The OliveNet™ database consists of a total of 676 individual compounds categorized into 13 classes (bold and colour coordinated) and 47 subclasses (size of ball reflects the number of compounds in each subclass).
Figure 3.

The OliveNet™ database consists of a total of 676 individual compounds categorized into 13 classes (bold and colour coordinated) and 47 subclasses (size of ball reflects the number of compounds in each subclass).

The phenolic class of compounds is of particular importance with respect to human nutrition. Compounds in this class contribute to the stability and organoleptic properties of the oil and possess a range of biological activities, which are of particular importance. Indeed, the European Food Safety Authority has approved claims stating that the dietary intake of extra-VOO phenolic compounds prevent oxidation of low-density lipoprotein, display anti-inflammatory properties and contribute to body defences against external agents (49). As described earlier, research has focussed on a few phenolic compounds such as hydroxytyrosol and oleuropein, which have been shown to prevent oxidative stress and selectively induce cell-cycle arrest and induce apoptosis in cancer cells (50–54). It is generally recognized that their orthodiphenolic structure confers strong antioxidant activity, while their lipophilicity profiles provide insight into their anti-inflammatory function (51, 55).

Phenolic compounds encompass a diverse subset of chemical structures found within the leaf, fruit, oil, pomace and wastewater from processing. Structurally, they are characterized by an aromatic ring with one or more hydroxyl groups. In the OliveNet™ database, we describe a total of 222 phenolic compounds derived from O. europaea, which are further divided into 13 subclasses comprised of the: simple phenols, methoxyphenols, hydroxybenzoic acids, hydroxyphenylacetic acids, hydroxycinnamic acids, secoiridoids, glucosides, flavonoids, hydroxyisochromans, coumarins, irridoids, lignans and phenolic fatty acid esters (Figure 4). Among the phenolic compounds presented in OliveNet™, approximately 45% are not currently commercially available and only a small subset has been investigated in biological experiments. For example, one of the most widely investigated olive phenolics is hydroxytyrosol and as can identified in the ‘Original OliveNet™ Library: Quick Reference’ table on the website, hydroxytyrosol, is a simple phenolic compound found in various concentrations in the olive fruit, leaf, pomace, and in extra-VOO (56–59). In contrast, much less is known about other more obscure olive-derived phenolics, such as dihydro-p-coumaric acid (phloretic acid), certain hydroxyphenylacetic acids (e.g. 4-hydroxy-3-methoxyphenylacetic acid, and caffeoylglucose, to name a few examples (60–62). In this context, one of the major aims of producing the OliveNet™ database is to identify and classify compounds to inspire potential synthesis of non-commercially available compounds and to encourage further exploration of the less well-studied compounds.

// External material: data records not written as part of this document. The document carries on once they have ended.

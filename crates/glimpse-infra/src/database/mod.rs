//! Database connection management, entities, and Postgres implementations
//! of the core ports.

mod connections;
mod postgres_base;
mod probe;
pub mod postgres_repo;
pub mod schema;

pub mod entity;

pub use connections::{DatabaseConfig, DatabaseConnections};
pub use postgres_repo::{PostgresLeadRepository, PostgresPostRepository, PostgresUserRepository};
pub use probe::{PostgresProbe, head_revision};

#[cfg(test)]
mod tests;
//! Migration CLI tool.
//!
//! Reads `DATABASE_URL` (optionally from `.env`) and applies the
//! `glimpse-migration` revisions: `migration up`, `migration status`, ...

use sea_orm_migration::prelude::*;

#[tokio::main]
async fn main() {
    dotenvy::dotenv().ok();

    tracing_subscriber::fmt()
        .with_env_filter("info")
        .init();

    cli::run_cli(glimpse_migration::Migrator).await;
}
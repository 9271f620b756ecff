use async_trait::async_trait;

use crate::error::RepoError;
use crate::schema::SchemaDifference;

/// Applied and expected migration revisions.
#[derive(Debug, Clone, PartialEq, Eq)]
pub struct MigrationRevisions {
    /// Latest revision recorded by the store, `None` if nothing was applied.
    pub current: Option<String>,
    /// Latest revision known to the migrator.
    pub head: Option<String>,
}

impl MigrationRevisions {
    pub fn is_current(&self) -> bool {
        self.current == self.head
    }
}

/// Read-only diagnostics against the backing store.
#[async_trait]
pub trait DatabaseProbe: Send + Sync {
    /// Run a trivial query.
    async fn ping(&self) -> Result<(), RepoError>;

    async fn migration_revisions(&self) -> Result<MigrationRevisions, RepoError>;

    /// Differences between the declared entity shapes and the live schema.
    async fn schema_drift(&self) -> Result<Vec<SchemaDifference>, RepoError>;
}
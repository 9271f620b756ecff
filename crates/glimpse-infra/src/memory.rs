//! In-memory implementation of every port, for tests and for running the
//! handlers without PostgreSQL.
//!
//! Enforces the same constraints the migrations put on the real tables:
//! unique usernames and emails, and posts referencing existing users.
//! Data is lost on process restart.

use std::collections::BTreeMap;
use std::sync::atomic::{AtomicBool, Ordering};

use async_trait::async_trait;
use chrono::Utc;
use tokio::sync::RwLock;

use glimpse_core::domain::{
    Lead, LeadFilter, NewPost, NewUser, Post, PostChanges, User, UserChanges,
};
use glimpse_core::error::RepoError;
use glimpse_core::ports::{
    BaseRepository, DatabaseProbe, LeadRepository, MigrationRevisions, PostRepository,
    UserRepository,
};
use glimpse_core::schema::SchemaDifference;

use crate::database::head_revision;

#[derive(Default)]
struct Tables {
    users: BTreeMap<i32, User>,
    posts: BTreeMap<i32, Post>,
    leads: BTreeMap<i32, Lead>,
    next_user_id: i32,
    next_post_id: i32,
}

/// All three tables behind one async RwLock.
#[derive(Default)]
pub struct InMemoryStore {
    tables: RwLock<Tables>,
    unavailable: AtomicBool,
}

impl InMemoryStore {
    pub fn new() -> Self {
        Self::default()
    }

    /// Make every subsequent operation fail as if the database were down.
    pub fn set_unavailable(&self, unavailable: bool) {
        self.unavailable.store(unavailable, Ordering::SeqCst);
    }

    fn check_available(&self) -> Result<(), RepoError> {
        if self.unavailable.load(Ordering::SeqCst) {
            return Err(RepoError::Connection("connection refused".to_string()));
        }
        Ok(())
    }
}

fn check_unique_user(
    tables: &Tables,
    id: Option<i32>,
    username: &str,
    email: &str,
) -> Result<(), RepoError> {
    for user in tables.users.values() {
        if Some(user.id) == id {
            continue;
        }
        if user.username == username {
            return Err(RepoError::Constraint("username already exists".to_string()));
        }
        if user.email == email {
            return Err(RepoError::Constraint("email already exists".to_string()));
        }
    }
    Ok(())
}

#[async_trait]
impl BaseRepository<User, i32> for InMemoryStore {
    async fn find_by_id(&self, id: i32) -> Result<Option<User>, RepoError> {
        self.check_available()?;
        Ok(self.tables.read().await.users.get(&id).cloned())
    }

    async fn find_all(&self) -> Result<Vec<User>, RepoError> {
        self.check_available()?;
        Ok(self.tables.read().await.users.values().cloned().collect())
    }

    async fn delete(&self, id: i32) -> Result<(), RepoError> {
        self.check_available()?;
        let mut tables = self.tables.write().await;
        if tables.posts.values().any(|p| p.user_id == id) {
            return Err(RepoError::ForeignKey(format!("posts still reference user {}", id)));
        }
        tables.users.remove(&id).map(|_| ()).ok_or(RepoError::NotFound)
    }
}

#[async_trait]
impl UserRepository for InMemoryStore {
    async fn create(&self, new: NewUser) -> Result<User, RepoError> {
        self.check_available()?;
        let mut tables = self.tables.write().await;
        check_unique_user(&tables, None, &new.username, &new.email)?;

        tables.next_user_id += 1;
        let user = User {
            id: tables.next_user_id,
            username: new.username,
            email: new.email,
            phone: new.phone,
            last_login: None,
            is_active: true,
            created_at: Utc::now().naive_utc(),
            profile_picture: new.profile_picture,
        };
        tables.users.insert(user.id, user.clone());
        Ok(user)
    }

    async fn update(&self, id: i32, changes: UserChanges) -> Result<User, RepoError> {
        self.check_available()?;
        let mut tables = self.tables.write().await;
        let mut user = tables.users.get(&id).cloned().ok_or(RepoError::NotFound)?;
        changes.apply(&mut user);
        check_unique_user(&tables, Some(id), &user.username, &user.email)?;
        tables.users.insert(id, user.clone());
        Ok(user)
    }
}

#[async_trait]
impl BaseRepository<Post, i32> for InMemoryStore {
    async fn find_by_id(&self, id: i32) -> Result<Option<Post>, RepoError> {
        self.check_available()?;
        Ok(self.tables.read().await.posts.get(&id).cloned())
    }

    async fn find_all(&self) -> Result<Vec<Post>, RepoError> {
        self.check_available()?;
        Ok(self.tables.read().await.posts.values().cloned().collect())
    }

    async fn delete(&self, id: i32) -> Result<(), RepoError> {
        self.check_available()?;
        let mut tables = self.tables.write().await;
        tables.posts.remove(&id).map(|_| ()).ok_or(RepoError::NotFound)
    }
}

#[async_trait]
impl PostRepository for InMemoryStore {
    async fn create(&self, new: NewPost) -> Result<Post, RepoError> {
        self.check_available()?;
        let mut tables = self.tables.write().await;
        if !tables.users.contains_key(&new.user_id) {
            return Err(RepoError::ForeignKey(format!("user {} does not exist", new.user_id)));
        }

        tables.next_post_id += 1;
        let now = Utc::now().naive_utc();
        let post = Post {
            id: tables.next_post_id,
            user_id: new.user_id,
            title: new.title,
            content: new.content,
            created_at: now,
            updated_at: now,
        };
        tables.posts.insert(post.id, post.clone());
        Ok(post)
    }

    async fn update(&self, id: i32, changes: PostChanges) -> Result<Post, RepoError> {
        self.check_available()?;
        let mut tables = self.tables.write().await;
        let post = tables.posts.get_mut(&id).ok_or(RepoError::NotFound)?;
        changes.apply(post);
        post.updated_at = Utc::now().naive_utc();
        Ok(post.clone())
    }

    async fn find_by_user_id(&self, user_id: i32) -> Result<Vec<Post>, RepoError> {
        self.check_available()?;
        let tables = self.tables.read().await;
        Ok(tables
            .posts
            .values()
            .filter(|p| p.user_id == user_id)
            .cloned()
            .collect())
    }
}

#[async_trait]
impl LeadRepository for InMemoryStore {
    async fn find(&self, filter: LeadFilter) -> Result<Vec<Lead>, RepoError> {
        self.check_available()?;
        let filter = filter.effective();
        let tables = self.tables.read().await;
        Ok(tables
            .leads
            .values()
            .filter(|lead| filter.matches(lead))
            .cloned()
            .collect())
    }

    async fn upsert_batch(&self, leads: Vec<Lead>) -> Result<usize, RepoError> {
        self.check_available()?;
        let mut tables = self.tables.write().await;
        let written = leads.len();
        for lead in leads {
            tables.leads.insert(lead.id, lead);
        }
        Ok(written)
    }
}

#[async_trait]
impl DatabaseProbe for InMemoryStore {
    async fn ping(&self) -> Result<(), RepoError> {
        self.check_available()
    }

    async fn migration_revisions(&self) -> Result<MigrationRevisions, RepoError> {
        self.check_available()?;
        let head = head_revision();
        Ok(MigrationRevisions {
            current: head.clone(),
            head,
        })
    }

    async fn schema_drift(&self) -> Result<Vec<SchemaDifference>, RepoError> {
        self.check_available()?;
        Ok(Vec::new())
    }
}

#[cfg(test)]
mod tests {
    use super::*;

    fn new_user(username: &str, email: &str) -> NewUser {
        NewUser {
            username: username.to_string(),
            email: email.to_string(),
            phone: None,
            profile_picture: None,
        }
    }

    fn lead(id: i32, name: &str) -> Lead {
        Lead {
            id,
            lead_name: Some(name.to_string()),
            ..Default::default()
        }
    }

    #[tokio::test]
    async fn test_user_ids_auto_increment() {
        let store = InMemoryStore::new();
        let first = UserRepository::create(&store, new_user("ada", "ada@x.io")).await.unwrap();
        let second = UserRepository::create(&store, new_user("grace", "grace@x.io")).await.unwrap();
        assert_eq!((first.id, second.id), (1, 2));
        assert!(first.is_active);
    }

    #[tokio::test]
    async fn test_duplicate_email_is_a_constraint_violation() {
        let store = InMemoryStore::new();
        UserRepository::create(&store, new_user("ada", "ada@x.io")).await.unwrap();
        let err = UserRepository::create(&store, new_user("ada2", "ada@x.io"))
            .await
            .unwrap_err();
        assert!(matches!(err, RepoError::Constraint(_)));
    }

    #[tokio::test]
    async fn test_post_requires_existing_user() {
        let store = InMemoryStore::new();
        let err = PostRepository::create(
            &store,
            NewPost {
                user_id: 42,
                title: "Hello".to_string(),
                content: None,
            },
        )
        .await
        .unwrap_err();
        assert!(matches!(err, RepoError::ForeignKey(_)));
    }

    #[tokio::test]
    async fn test_upsert_overwrites_by_id() {
        let store = InMemoryStore::new();
        store.upsert_batch(vec![lead(1, "Old"), lead(2, "Other")]).await.unwrap();
        store.upsert_batch(vec![lead(1, "New")]).await.unwrap();

        let leads = store.find(LeadFilter::default()).await.unwrap();
        assert_eq!(leads, vec![lead(1, "New"), lead(2, "Other")]);
    }

    #[tokio::test]
    async fn test_unavailable_store_fails_every_call() {
        let store = InMemoryStore::new();
        store.set_unavailable(true);
        assert!(matches!(store.ping().await, Err(RepoError::Connection(_))));
        assert!(store.find(LeadFilter::default()).await.is_err());
    }
}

The OliveNet™ database consists of 222 individual phenolic compounds divided into 13 subclasses. The number of individual compounds in each subclass, representative chemical structures, and relevant key information are shown.
Figure 4.

The OliveNet™ database consists of 222 individual phenolic compounds divided into 13 subclasses. The number of individual compounds in each subclass, representative chemical structures, and relevant key information are shown.

Website content and utility

OliveNet™ employs a web interface, which is simple and easy to use and allows for compounds to be searched by a number of different criteria. As the step-by-step workflow indicates users may browse for compounds of interest via the OliveNet™ Library homepage (Figure 5). Alternatively, direct website search engine is provided on each page, where compound names or keywords can be entered directly (Figure 5). Users are initially directed to the site homepage, where user-friendly links for searching and browsing compounds are provided. On each compound information page, the chemical structure is displayed and all of the chemical names, including the IUPAC name, common name and any synonyms for that particular compound are listed. The compound properties, including the molecular weight, exact mass and elemental analysis is also provided. Where available, the concentration (mg/kg) quantified in the leaf, fruit, oil and in the oil processing products (pomace and wastewater), is provided with relevant references. Similarly, where relevant, references are provided in relation to the classification and bioactivity of individual compounds.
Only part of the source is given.